Pell Bridge Lawsuit Filed

Two years after a motorist and her passenger died in a crash on the Claiborne Pell Bridge, family members of the deceased have filed a wrongful death lawsuit against the state, the Department of Transportation (RIDOT), and the Rhode Island Turnpike and Bridge Authority (RITBA).

Kathleen Meunier and Kenneth Prior died from injuries suffered in the 2011 accident when their car collided head-on with another vehicle that crossed the center line. The other driver involved was not criminally charged, but his license was temporarily suspended and he pleaded guilty to traffic infractions.

In the suit filed on Monday, Oct. 21 in Newport Superior Court, the plaintiffs turned their attention to the state and its agencies, which they claim were “egregiously negligent” in failing to construct a center protective barrier or other safety features to prevent serious bodily injury or death from crossover accidents.

The plaintiffs assert in their civil complaint that RITBA and RIDOT had actual notice of previous crossover accidents occurring on the bridge and that the agencies nevertheless failed to fund the installation of a median barrier. To evidence RITBA’s knowledge of safety problems, the pleadings describe state efforts in 2009 and 2010 to secure federal grants to pay for such a barrier. The complaint says that applications completed by RITBA specified that median barriers are deemed necessary by road design standards when the average daily traffic (ADT) is greater than 20,000 vehicles per day, with the Pell Bridge having an ADT of over 27,000. The grant applications also allegedly described the number of head-on collisions occurring on the bridge in the years prior to the 2011 fatalities.

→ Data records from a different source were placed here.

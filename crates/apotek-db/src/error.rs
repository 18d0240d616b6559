//! # Database Error Types
//!
//! Error types for database operations.
//!
//! ## Error Flow
//! ```text
//! ┌─────────────────────────────────────────────────────────────────────────┐
//! │                    Error Propagation                                    │
//! │                                                                         │
//! │  SQLite Error (sqlx::Error)                                             │
//! │       │                                                                 │
//! │       ▼                                                                 │
//! │  DbError (this module) ← Adds context and categorization                │
//! │       │                                                                 │
//! │       ▼                                                                 │
//! │  PosError (apotek-pos) ← What the presentation layer sees               │
//! │                                                                         │
//! │  Nothing is swallowed: a failed query is an error the caller can        │
//! │  tell apart from "no rows".                                             │
//! └─────────────────────────────────────────────────────────────────────────┘
//! ```

use thiserror::Error;

/// Database operation errors.
///
/// These errors wrap sqlx errors and provide additional context
/// for debugging and user feedback.
#[derive(Debug, Error)]
pub enum DbError {
    /// Entity not found in database.
    #[error("{entity} not found: {id}")]
    NotFound { entity: String, id: String },

    /// A checkout line asked for more units than the medicine has.
    ///
    /// Raised inside the checkout transaction under `StockPolicy::Block`;
    /// the transaction rolls back, so no sale row or stock movement is
    /// visible afterwards.
    #[error("Insufficient stock for {medicine}: available {available}, requested {requested}")]
    InsufficientStock {
        medicine: String,
        available: i64,
        requested: i64,
    },

    /// Unique constraint violation.
    #[error("Duplicate {field}: '{value}' already exists")]
    UniqueViolation { field: String, value: String },

    /// Foreign key constraint violation.
    ///
    /// ## When This Occurs
    /// - Referencing a non-existent medicine_id or supplier_id
    /// - Deleting a medicine that sale history still references
    #[error("Foreign key violation: {message}")]
    ForeignKeyViolation { message: String },

    /// Database connection failed.
    #[error("Connection failed: {0}")]
    ConnectionFailed(String),

    /// Migration failed.
    #[error("Migration failed: {0}")]
    MigrationFailed(String),

    /// Query execution failed.
    #[error("Query failed: {0}")]
    QueryFailed(String),

    /// Transaction failed (begin/commit).
    #[error("Transaction failed: {0}")]
    TransactionFailed(String),

    /// Pool exhausted (all connections in use).
    #[error("Connection pool exhausted")]
    PoolExhausted,

    /// Internal database error.
    #[error("Internal database error: {0}")]
    Internal(String),
}

impl DbError {
    /// Creates a NotFound error for a given entity type and ID.
    pub fn not_found(entity: impl Into<String>, id: impl Into<String>) -> Self {
        DbError::NotFound {
            entity: entity.into(),
            id: id.into(),
        }
    }
}

/// Convert sqlx errors to DbError.
///
/// ## Error Mapping
/// ```text
/// sqlx::Error::RowNotFound    → DbError::NotFound
/// sqlx::Error::Database       → Analyze message for constraint type
/// sqlx::Error::PoolTimedOut   → DbError::PoolExhausted
/// Other                       → DbError::Internal
/// ```
impl From<sqlx::Error> for DbError {
    fn from(err: sqlx::Error) -> Self {
        match err {
            sqlx::Error::RowNotFound => DbError::NotFound {
                entity: "Record".to_string(),
                id: "unknown".to_string(),
            },

            sqlx::Error::Database(db_err) => {
                let msg = db_err.message();

                // SQLite error codes for constraints:
                // UNIQUE constraint: "UNIQUE constraint failed: <table>.<column>"
                // FK constraint: "FOREIGN KEY constraint failed"
                if msg.contains("UNIQUE constraint failed") {
                    let field = msg
                        .split("UNIQUE constraint failed: ")
                        .nth(1)
                        .unwrap_or("unknown")
                        .to_string();
                    DbError::UniqueViolation {
                        field,
                        value: "unknown".to_string(),
                    }
                } else if msg.contains("FOREIGN KEY constraint failed") {
                    DbError::ForeignKeyViolation {
                        message: msg.to_string(),
                    }
                } else {
                    DbError::QueryFailed(msg.to_string())
                }
            }

            sqlx::Error::PoolTimedOut => DbError::PoolExhausted,

            sqlx::Error::PoolClosed => DbError::ConnectionFailed("Pool is closed".to_string()),

            _ => DbError::Internal(err.to_string()),
        }
    }
}

impl From<sqlx::migrate::MigrateError> for DbError {
    fn from(err: sqlx::migrate::MigrateError) -> Self {
        DbError::MigrationFailed(err.to_string())
    }
}

/// Result type for database operations.
pub type DbResult<T> = Result<T, DbError>;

The lawsuit maintains that the state had adequate time to make safety improvements on the bridge based on this known information, and that its failure “to spend the necessary funds to install a dividing barrier or other means of safety to prevent serious bodily injury and/ or death due to cross-over accidents” constituted negligence that resulted in the deaths of Meunier and Prior.

While the wrongful death complaint does not specify the exact amount of damages sought, it asks the court to award damages “in a sufficient amount so as to compensate plaintiffs for the damages sustained, plus interest and costs.” In a separate count, the husband and minor daughter of Meunier seek additional damages for loss of society and companionship.